Inner Source programs are taking the experience developed by Open Source projects in this field and apply them internally so many of them are using such metrics (collaboration and community health) as the base to evaluate how successful they are. In our attempt to expand our study of these collaboration environments to areas directly related with productivity, efficiency etc., additional metrics should be considered.
Before getting into the core ones, I have to say that many projects pay attention to code review related metrics as well as defect management to evaluate productivity or performance. These metrics go in the right direction but they are only partial and, in order to demonstrate a clear relation between collaboration and productivity or performance for instance, they do not work very well in many cases. I will put a few examples why.
Code review is a standard practice among Open Source projects, but at scale is perceived by many as an inefficient activity compared to others, when knowledge transfer and mentorship are not a core goal. Pair or mob programing as well as code review restricted to team scale are practices perceived by many execution managers as more efficient in corporate environments.

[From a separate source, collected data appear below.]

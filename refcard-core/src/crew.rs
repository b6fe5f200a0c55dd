//! Referee crew role classification and card labels.
//!
//! Sources disagree on crew size and on how roles are written, so card labels
//! and referee slots are derived here from crew size plus role-name tokens,
//! never from list position alone:
//!
//! - 1 official: `Referee`
//! - 2 officials without assistant markers (a "dual" crew): `Senior Referee`,
//!   `Junior Referee`
//! - otherwise: `Referee`, `AR1`, `AR2`, then `Official 4`, `Official 5`, ...
//!   in order of appearance; anyone marked as a fourth official is labelled
//!   `4th Official` and sorted last.
//!
//! The primary official is the first one whose role reads as a center
//! referee; failing that, the first one without a role; failing that, the
//! first one listed.

use crate::game::Official;

pub const SINGLE_LABEL: &str = "Referee";
pub const DUAL_LABELS: [&str; 2] = ["Senior Referee", "Junior Referee"];
pub const SYSTEM_OF_THREE_LABELS: [&str; 3] = ["Referee", "AR1", "AR2"];
pub const FOURTH_OFFICIAL_LABEL: &str = "4th Official";

/// What a source's role string says about an official.
#[derive(Debug, Clone, Copy, PartialEq, Eq)]
pub enum RoleKind {
    /// Center / senior / main referee
    Center,
    /// Assistant referee or linesperson
    Assistant,
    /// Junior referee of a dual crew
    Junior,
    /// Fourth official
    Fourth,
    /// No recognizable role marker
    Unknown,
}

impl RoleKind {
    /// Classify a free-text role by its tokens.
    pub fn classify(role: &str) -> Self {
        let lower = role.to_lowercase();
        let tokens: Vec<&str> = lower
            .split(|c: char| !c.is_ascii_alphanumeric())
            .filter(|t| !t.is_empty())
            .collect();
        let has = |words: &[&str]| tokens.iter().any(|t| words.contains(t));

        if has(&["jr", "junior"]) {
            Self::Junior
        } else if has(&["4th", "fourth"]) {
            Self::Fourth
        } else if has(&[
            "ar", "ar1", "ar2", "ar3", "al", "assistant", "asst", "line", "linesman", "lineman",
            "linesperson",
        ]) {
            Self::Assistant
        } else if has(&["referee", "ref", "center", "centre", "cr", "senior", "sr", "main"]) {
            Self::Center
        } else {
            Self::Unknown
        }
    }
}

/// Indices into `crew` in card slot order.
fn slot_order(kinds: &[RoleKind]) -> Vec<usize> {
    if kinds.is_empty() {
        return Vec::new();
    }
    let primary = kinds
        .iter()
        .position(|k| *k == RoleKind::Center)
        .or_else(|| kinds.iter().position(|k| *k == RoleKind::Unknown))
        .unwrap_or(0);

    let mut order = vec![primary];
    order.extend((0..kinds.len()).filter(|&i| i != primary && kinds[i] != RoleKind::Fourth));
    order.extend((0..kinds.len()).filter(|&i| i != primary && kinds[i] == RoleKind::Fourth));
    order
}

fn is_dual(kinds: &[RoleKind]) -> bool {
    kinds.len() == 2
        && kinds
            .iter()
            .all(|k| matches!(k, RoleKind::Center | RoleKind::Junior | RoleKind::Unknown))
}

/// Card labels for each official, aligned with the input order.
pub fn infer_referee_role_labels(crew: &[Official]) -> Vec<String> {
    let kinds: Vec<RoleKind> = crew.iter().map(|o| RoleKind::classify(&o.role)).collect();
    let dual = is_dual(&kinds);
    let mut labels = vec![String::new(); crew.len()];

    for (position, index) in slot_order(&kinds).into_iter().enumerate() {
        labels[index] = if crew.len() == 1 {
            SINGLE_LABEL.to_string()
        } else if dual {
            DUAL_LABELS[position].to_string()
        } else if kinds[index] == RoleKind::Fourth {
            FOURTH_OFFICIAL_LABEL.to_string()
        } else {
            match SYSTEM_OF_THREE_LABELS.get(position) {
                Some(label) => label.to_string(),
                None => format!("Official {}", position + 1),
            }
        };
    }
    labels
}

/// Names for the three referee slots, primary official first.
///
/// Slots beyond the crew size are empty; officials past the third are not
/// placed in a slot.
pub fn assign_slots(crew: &[Official]) -> [String; 3] {
    let kinds: Vec<RoleKind> = crew.iter().map(|o| RoleKind::classify(&o.role)).collect();
    let mut slots: [String; 3] = Default::default();
    for (slot, index) in slots.iter_mut().zip(slot_order(&kinds)) {
        *slot = crew[index].name.clone();
    }
    slots
}

/// Officials paired with their labels, in slot order.
pub fn labeled_crew(crew: &[Official]) -> Vec<(String, Official)> {
    let kinds: Vec<RoleKind> = crew.iter().map(|o| RoleKind::classify(&o.role)).collect();
    let labels = infer_referee_role_labels(crew);
    slot_order(&kinds)
        .into_iter()
        .map(|i| (labels[i].clone(), crew[i].clone()))
        .collect()
}

#[cfg(test)]
#[path = "tests/crew_tests.rs"]
mod tests;
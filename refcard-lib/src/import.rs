//! Import orchestration: raw text in, canonical games plus messages out.

use std::collections::HashSet;

use refcard_core::{Game, SavedSchedule, normalize_raw};
use refcard_store::ScheduleStore;
use serde::Serialize;

use crate::error::ImportError;
use crate::registry::{MappingRequest, ParserRegistry};

const NO_TEXT: &str = "No schedule text provided.";
const NO_GAMES: &str = "No games were found in the schedule text.";

/// Outcome of one import. Errors and warnings are human-readable; nothing in
/// the import path panics or returns `Err`.
#[derive(Debug, Clone, Default, Serialize)]
pub struct ImportResult {
    pub games: Vec<Game>,
    pub errors: Vec<String>,
    pub warnings: Vec<String>,
    /// Parser that produced the games, after fallback.
    pub parser_key: Option<String>,
    /// Column mapping the user must define before this text can be read.
    #[serde(skip_serializing_if = "Option::is_none")]
    pub mapping_required: Option<MappingRequest>,
}

impl ImportResult {
    fn failed(msg: impl Into<String>) -> Self {
        Self {
            errors: vec![msg.into()],
            ..Self::default()
        }
    }

    /// Whether the import produced games without any error.
    pub fn is_ok(&self) -> bool {
        self.errors.is_empty() && !self.games.is_empty()
    }
}

/// Runs the registry and the normalizer, and optionally saves the result.
pub struct Importer<'a> {
    registry: &'a ParserRegistry,
    schedules: Option<&'a dyn ScheduleStore>,
}

impl<'a> Importer<'a> {
    pub fn new(registry: &'a ParserRegistry) -> Self {
        Self {
            registry,
            schedules: None,
        }
    }

    pub fn with_schedule_store(mut self, store: &'a dyn ScheduleStore) -> Self {
        self.schedules = Some(store);
        self
    }

    /// Extract and normalize the games in `raw` with the parser for `key`.
    pub fn import_schedule(&self, raw: &str, key: &str) -> ImportResult {
        if raw.trim().is_empty() {
            return ImportResult::failed(NO_TEXT);
        }

        let extraction = self.registry.extract(raw, key);
        let mut result = ImportResult {
            games: Vec::with_capacity(extraction.games.len()),
            errors: extraction.errors,
            warnings: extraction.warnings,
            parser_key: extraction.parser_key,
            mapping_required: extraction.mapping_required,
        };

        let mut seen = HashSet::new();
        for raw_game in &extraction.games {
            let mut game = normalize_raw(raw_game);
            if !seen.insert(game.id.clone()) {
                let fresh = uuid::Uuid::new_v4().to_string();
                result
                    .warnings
                    .push(format!("Duplicate game id '{}' replaced with '{fresh}'", game.id));
                game.id = fresh.clone();
                seen.insert(fresh);
            }
            result.games.push(game);
        }

        if result.games.is_empty() && result.errors.is_empty() {
            result.errors.push(NO_GAMES.to_string());
        }
        log::debug!(
            "Imported {} games with '{}' ({} errors, {} warnings)",
            result.games.len(),
            result.parser_key.as_deref().unwrap_or(key),
            result.errors.len(),
            result.warnings.len(),
        );
        result
    }

    /// Import, then save the games under `name` if any were produced.
    ///
    /// Save failures are appended to the result's errors; the games are
    /// still returned.
    pub fn import_and_save(&self, raw: &str, key: &str, name: &str) -> ImportResult {
        let mut result = self.import_schedule(raw, key);
        if result.games.is_empty() {
            return result;
        }

        let Some(store) = self.schedules else {
            result.errors.push(format!(
                "Could not save '{name}': {}",
                ImportError::NoScheduleStore
            ));
            return result;
        };

        let parser_key = result.parser_key.as_deref().unwrap_or(key);
        let schedule = SavedSchedule::new(name, raw, parser_key, result.games.clone());
        match store.save_schedule(&schedule) {
            Ok(()) => log::info!("Saved {} games as '{}'", result.games.len(), name),
            Err(e) => {
                log::warn!("Saving schedule '{name}' failed: {e}");
                result.errors.push(format!("Could not save '{name}': {e}"));
            }
        }
        result
    }

    /// Load a previously saved schedule by name.
    pub fn load_schedule(&self, name: &str) -> Result<Option<SavedSchedule>, ImportError> {
        let store = self.schedules.ok_or(ImportError::NoScheduleStore)?;
        Ok(store.load_schedule_by_name(name)?)
    }
}
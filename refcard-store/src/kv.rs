//! The opaque key -> JSON document interface and its in-memory implementation.

use std::collections::BTreeMap;
use std::sync::Mutex;

use crate::error::StoreError;

/// Synchronous key -> JSON text storage.
///
/// Values are opaque to the store; the typed layers in [`crate::typed`]
/// decide what they contain.
pub trait KeyValueStore: Send + Sync {
    fn get(&self, key: &str) -> Result<Option<String>, StoreError>;

    /// Insert or overwrite a value.
    fn put(&self, key: &str, value: &str) -> Result<(), StoreError>;

    /// Delete a key. Returns whether it existed.
    fn remove(&self, key: &str) -> Result<bool, StoreError>;

    /// All keys starting with `prefix`, sorted.
    fn keys(&self, prefix: &str) -> Result<Vec<String>, StoreError>;
}

/// Process-local store backed by a sorted map. Nothing survives the process.
#[derive(Debug, Default)]
pub struct MemoryStore {
    entries: Mutex<BTreeMap<String, String>>,
}

impl MemoryStore {
    pub fn new() -> Self {
        Self::default()
    }

    pub fn len(&self) -> usize {
        self.entries.lock().map_or(0, |e| e.len())
    }

    pub fn is_empty(&self) -> bool {
        self.len() == 0
    }

    fn lock(&self) -> Result<std::sync::MutexGuard<'_, BTreeMap<String, String>>, StoreError> {
        self.entries.lock().map_err(|_| StoreError::Poisoned)
    }
}

impl KeyValueStore for MemoryStore {
    fn get(&self, key: &str) -> Result<Option<String>, StoreError> {
        Ok(self.lock()?.get(key).cloned())
    }

    fn put(&self, key: &str, value: &str) -> Result<(), StoreError> {
        self.lock()?.insert(key.to_string(), value.to_string());
        Ok(())
    }

    fn remove(&self, key: &str) -> Result<bool, StoreError> {
        Ok(self.lock()?.remove(key).is_some())
    }

    fn keys(&self, prefix: &str) -> Result<Vec<String>, StoreError> {
        Ok(self
            .lock()?
            .keys()
            .filter(|k| k.starts_with(prefix))
            .cloned()
            .collect())
    }
}
use super::*;

#[test]
fn test_write_then_read_setting() {
    let dir = tempfile::tempdir().unwrap();
    let path = dir.path().join("nested").join("settings.toml");

    write_setting_to(&path, "storage", "database", Some("/tmp/cards.db")).unwrap();
    assert_eq!(
        read_setting_from(&path, "storage", "database").as_deref(),
        Some("/tmp/cards.db")
    );
    assert_eq!(read_setting_from(&path, "import", "default_parser"), None);
}

#[test]
fn test_write_preserves_other_keys() {
    let dir = tempfile::tempdir().unwrap();
    let path = dir.path().join("settings.toml");
    std::fs::write(&path, "[ui]\ntheme = \"dark\"\n\n[import]\ndefault_parser = \"delimited\"\n")
        .unwrap();

    write_setting_to(&path, "storage", "database", Some("cards.db")).unwrap();
    write_setting_to(&path, "import", "default_parser", None).unwrap();

    assert_eq!(read_setting_from(&path, "ui", "theme").as_deref(), Some("dark"));
    assert_eq!(read_setting_from(&path, "storage", "database").as_deref(), Some("cards.db"));
    assert_eq!(read_setting_from(&path, "import", "default_parser"), None);
    assert!(!path.with_extension("toml.tmp").exists());
}

#[test]
fn test_write_refuses_unparseable_file() {
    let dir = tempfile::tempdir().unwrap();
    let path = dir.path().join("settings.toml");
    std::fs::write(&path, "this is = = not toml").unwrap();

    let err = write_setting_to(&path, "storage", "database", Some("x")).unwrap_err();
    assert!(matches!(err, SettingsError::Parse(_)));
    assert_eq!(std::fs::read_to_string(&path).unwrap(), "this is = = not toml");
}

#[test]
fn test_section_that_is_not_a_table() {
    let dir = tempfile::tempdir().unwrap();
    let path = dir.path().join("settings.toml");
    std::fs::write(&path, "storage = \"flat\"\n").unwrap();

    let err = write_setting_to(&path, "storage", "database", Some("x")).unwrap_err();
    assert!(matches!(err, SettingsError::NotATable(s) if s == "storage"));
}

#[test]
fn test_empty_value_reads_as_unset() {
    let dir = tempfile::tempdir().unwrap();
    let path = dir.path().join("settings.toml");
    std::fs::write(&path, "[storage]\ndatabase = \"\"\n").unwrap();
    assert_eq!(read_setting_from(&path, "storage", "database"), None);
}

#[test]
fn test_parse_setting_name() {
    assert_eq!(parse_setting_name("storage.database").unwrap(), ("storage", "database"));
    assert_eq!(
        parse_setting_name("import.default_parser").unwrap(),
        ("import", "default_parser")
    );
    assert!(parse_setting_name("storage").is_err());
    assert!(parse_setting_name("ui.theme").is_err());
}

#[test]
fn test_cli_override_wins() {
    assert_eq!(
        resolve_database_path(Some(PathBuf::from("/x/y.db"))),
        PathBuf::from("/x/y.db")
    );
    assert_eq!(resolve_parser_key(Some("line-block".to_string())), "line-block");
}
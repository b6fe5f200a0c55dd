use thiserror::Error;

/// Errors that can occur during CLI command execution.
#[derive(Debug, Error)]
pub(crate) enum CliError {
    /// I/O error
    #[error("{0}")]
    Io(#[from] std::io::Error),

    /// Database operation failed
    #[error("Database error: {0}")]
    Database(String),

    /// Mapping definition rejected
    #[error("Mapping error: {0}")]
    Mapping(String),

    /// Configuration error
    #[error("Config error: {0}")]
    Config(String),

    /// Named item does not exist
    #[error("Not found: {0}")]
    NotFound(String),

    /// Import produced no games
    #[error("Import failed: {0}")]
    Import(String),

    /// Catch-all for other errors
    #[error("{0}")]
    Other(String),
}

impl CliError {
    pub(crate) fn database(msg: impl Into<String>) -> Self {
        Self::Database(msg.into())
    }

    pub(crate) fn mapping(msg: impl Into<String>) -> Self {
        Self::Mapping(msg.into())
    }

    pub(crate) fn config(msg: impl Into<String>) -> Self {
        Self::Config(msg.into())
    }

    pub(crate) fn not_found(msg: impl Into<String>) -> Self {
        Self::NotFound(msg.into())
    }

    pub(crate) fn import(msg: impl Into<String>) -> Self {
        Self::Import(msg.into())
    }

    pub(crate) fn other(msg: impl Into<String>) -> Self {
        Self::Other(msg.into())
    }
}
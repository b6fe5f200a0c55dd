//! Delimited schedule tables with a header row.
//!
//! Supports:
//! - CSV and TSV exports with a header naming the columns
//! - Combined "Date & Time" columns
//! - Referee-role columns (`Referee`, `AR1`, `AR2`, `4th`)
//! - Crew continuation rows under a game (`AR1,Bob Jones,bob@example.com`)
//!
//! Columns are found by header name, so exports that reorder columns still
//! parse. A row starts a new game when the cell under the game column is a game
//! number and the row reaches the away column. Tables without a game column
//! start a game on any row with both team cells filled that does not lead with
//! a crew role. Anything else under a game is a crew row.

use refcard_core::crew::RoleKind;
use refcard_core::datetime::{looks_like_time, split_date_time};
use refcard_core::util::{
    HeaderIndex, header_key, looks_like_game_number, official_from_cells, split_rows,
};
use refcard_core::{Diagnostics, Official, ParseError, RawGame, ScheduleParser};

// ---------------------------------------------------------------------------
// Header aliases
// ---------------------------------------------------------------------------

const GAME: &[&str] = &["game", "game number", "game no", "game id", "gm", "match", "match no", "no"];
const DATE_TIME: &[&str] = &["date time", "date and time", "datetime", "when", "start"];
const DATE: &[&str] = &["date", "game date", "match date", "day"];
const TIME: &[&str] = &["time", "start time", "game time", "kickoff", "ko"];
const AGE: &[&str] = &[
    "sport level", "sport and level", "age", "age group", "age division", "division", "level",
    "league", "bracket",
];
const LOCATION: &[&str] = &["site", "location", "venue", "facility", "complex", "park"];
const FIELD: &[&str] = &["field", "pitch", "court", "sub site", "subsite"];
const HOME: &[&str] = &["home", "home team", "host"];
const AWAY: &[&str] = &["away", "away team", "visitor", "visitors", "visiting team", "guest"];
const HOME_COLORS: &[&str] = &["home colors", "home color", "home jersey", "home uniform"];
const AWAY_COLORS: &[&str] = &["away colors", "away color", "away jersey", "away uniform"];
const NOTES: &[&str] = &["notes", "note", "comments", "remarks"];
const CREW_LIST: &[&str] = &["officials", "referees", "crew"];
const CONTACT_LABELS: &[&str] = &["assigner", "assignor", "payer", "paid by", "pay"];

// ---------------------------------------------------------------------------
// Column layout
// ---------------------------------------------------------------------------

/// Column positions resolved from one header row.
struct Columns {
    index: HeaderIndex,
    game: Option<usize>,
    home: usize,
    away: usize,
    /// Columns whose header names a crew role, with that header as the role.
    roles: Vec<(usize, String)>,
    crew_list: Option<usize>,
}

impl Columns {
    /// Resolve a header row. `None` unless it has both team columns.
    fn from_header(row: &[String]) -> Option<Self> {
        let index = HeaderIndex::new(row);
        let home = index.find(HOME)?;
        let away = index.find(AWAY)?;

        let claimed: Vec<usize> = [
            GAME, DATE_TIME, DATE, TIME, AGE, LOCATION, FIELD, HOME, AWAY, HOME_COLORS,
            AWAY_COLORS, NOTES, CREW_LIST,
        ]
        .iter()
        .filter_map(|aliases| index.find(aliases))
        .collect();

        let roles = row
            .iter()
            .enumerate()
            .filter(|(i, h)| {
                !claimed.contains(i) && RoleKind::classify(h) != RoleKind::Unknown
            })
            .map(|(i, h)| (i, h.trim().to_string()))
            .collect();

        Some(Self {
            crew_list: index.find(CREW_LIST),
            game: index.find(GAME),
            index,
            home,
            away,
            roles,
        })
    }

    fn game_from_row(&self, row: &[String]) -> RawGame {
        let get = |aliases: &[&str]| self.index.get(row, aliases);
        let mut game = RawGame::new();
        game.set("game_number", get(GAME).trim_start_matches('#'));

        let (mut date, mut time) = split_date_time(get(DATE_TIME));
        let date_cell = get(DATE);
        if !date_cell.is_empty() {
            let (d, t) = split_date_time(date_cell);
            date = d;
            if !t.is_empty() {
                time = t;
            }
        }
        let time_cell = get(TIME);
        if !time_cell.is_empty() && (time.is_empty() || looks_like_time(time_cell)) {
            time = time_cell.to_string();
        }
        game.set("match_date", date).set("match_time", time);

        game.set("age_division", get(AGE))
            .set("location", get(LOCATION))
            .set("field", get(FIELD))
            .set("home_team", get(HOME))
            .set("away_team", get(AWAY))
            .set("home_colors", get(HOME_COLORS))
            .set("away_colors", get(AWAY_COLORS))
            .set("notes", get(NOTES));

        for (i, role) in &self.roles {
            let name = row.get(*i).map_or("", |c| c.trim());
            if !name.is_empty() {
                game.attach_official(&Official::named(name).with_role(role.as_str()));
            }
        }
        if let Some(cell) = self.crew_list.and_then(|i| row.get(i)) {
            for name in cell.split([';', '|', '\n']).map(str::trim).filter(|n| !n.is_empty()) {
                game.push_official(&Official::named(name));
            }
        }
        game
    }

    fn is_game_row(&self, row: &[String]) -> bool {
        if row.len() <= self.away {
            return false;
        }
        let cell = |i: usize| row.get(i).map_or("", |c| c.trim());
        match self.game {
            Some(game) => looks_like_game_number(cell(game)),
            None => {
                !cell(self.home).is_empty()
                    && !cell(self.away).is_empty()
                    && !leads_with_crew_label(row)
            }
        }
    }
}

/// Whether the first filled cell names a crew role or a contact.
fn leads_with_crew_label(row: &[String]) -> bool {
    row.iter()
        .map(|c| c.trim())
        .find(|c| !c.is_empty())
        .is_some_and(|c| {
            RoleKind::classify(c) != RoleKind::Unknown
                || CONTACT_LABELS.contains(&header_key(c).as_str())
        })
}

fn is_header_row(row: &[String]) -> bool {
    let index = HeaderIndex::new(row);
    index.find(HOME).is_some() && index.find(AWAY).is_some()
}

// ---------------------------------------------------------------------------
// Parser
// ---------------------------------------------------------------------------

/// Parser for header-led CSV/TSV schedule exports.
#[derive(Debug, Default)]
pub struct DelimitedParser;

impl DelimitedParser {
    pub const KEY: &'static str = "delimited";

    pub fn new() -> Self {
        Self
    }
}

impl ScheduleParser for DelimitedParser {
    fn parse_with_diagnostics(
        &self,
        text: &str,
        diagnostics: &mut Diagnostics,
    ) -> Result<Vec<RawGame>, ParseError> {
        let rows = split_rows(text);
        let Some(header_at) = rows.iter().position(|r| is_header_row(r)) else {
            if !rows.is_empty() {
                diagnostics.warn("No header row with home and away columns");
            }
            return Ok(Vec::new());
        };
        let Some(mut columns) = Columns::from_header(&rows[header_at]) else {
            return Ok(Vec::new());
        };
        log::debug!(
            "Header at row {}: {:?}",
            header_at + 1,
            columns.index.keys()
        );

        let mut games = Vec::new();
        let mut current: Option<RawGame> = None;
        let mut without_teams = 0;
        let mut unrecognized = 0;

        let mut finish = |game: Option<RawGame>, games: &mut Vec<RawGame>| {
            if let Some(game) = game {
                if game.has_teams() {
                    games.push(game);
                } else {
                    without_teams += 1;
                }
            }
        };

        for row in &rows[header_at + 1..] {
            if is_header_row(row) {
                // Paged exports repeat the header; it may also reorder columns.
                finish(current.take(), &mut games);
                if let Some(next) = Columns::from_header(row) {
                    columns = next;
                }
                continue;
            }
            if columns.is_game_row(row) {
                finish(current.take(), &mut games);
                current = Some(columns.game_from_row(row));
                continue;
            }
            match (current.as_mut(), official_from_cells(row)) {
                (Some(game), Some(official)) => {
                    game.attach_official(&official);
                }
                _ => unrecognized += 1,
            }
        }
        finish(current.take(), &mut games);

        diagnostics.skipped(without_teams, "rows without home and away teams");
        diagnostics.skipped(unrecognized, "unrecognized rows");
        Ok(games)
    }

    fn key(&self) -> &str {
        Self::KEY
    }

    fn display_name(&self) -> &str {
        "Delimited table (CSV/TSV with header)"
    }

    fn description(&self) -> &str {
        "Comma or tab separated export with a header row naming Home and Away columns"
    }
}

#[cfg(test)]
#[path = "tests/delimited_tests.rs"]
mod tests;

When it comes to defect management, companies have been tracking these variables for a long time and it will be very hard for Open Source and Inner Source evangelists to convince execution managers that what you are doing in the open or in the Inner Source program is so much better ans specially cheaper than it is worth participating. For many of these managers, cost control goes first and code sustainability comes later, not the other way around.
Unsurprisingly, I recommend to focus on the delivery process of the software product production as a first step towards reducing the resistance from execution managers to embrace collaboration at scale. I pick the delivery process because it is deterministic, so it is simpler to apply process engineering (so metrics) than to any other stage of the product life cycle that involves development. From all the potential metrics, throughput and stability are the essential ones.
Throughput and Stability
It is not the point of this article to go deep into these metrics. I suggest you to refer to delivery or product managers at your organization that embrace Continuous Delivery principles and practices to get information about these core metrics. You can also read Steve Smith’s book Measuring Continuous Delivery, which defines the metrics in detail, characterize them and provide guidance on how to implement them and use them. You can find more details about this and other interesting books at the Reads section of this site, by the way.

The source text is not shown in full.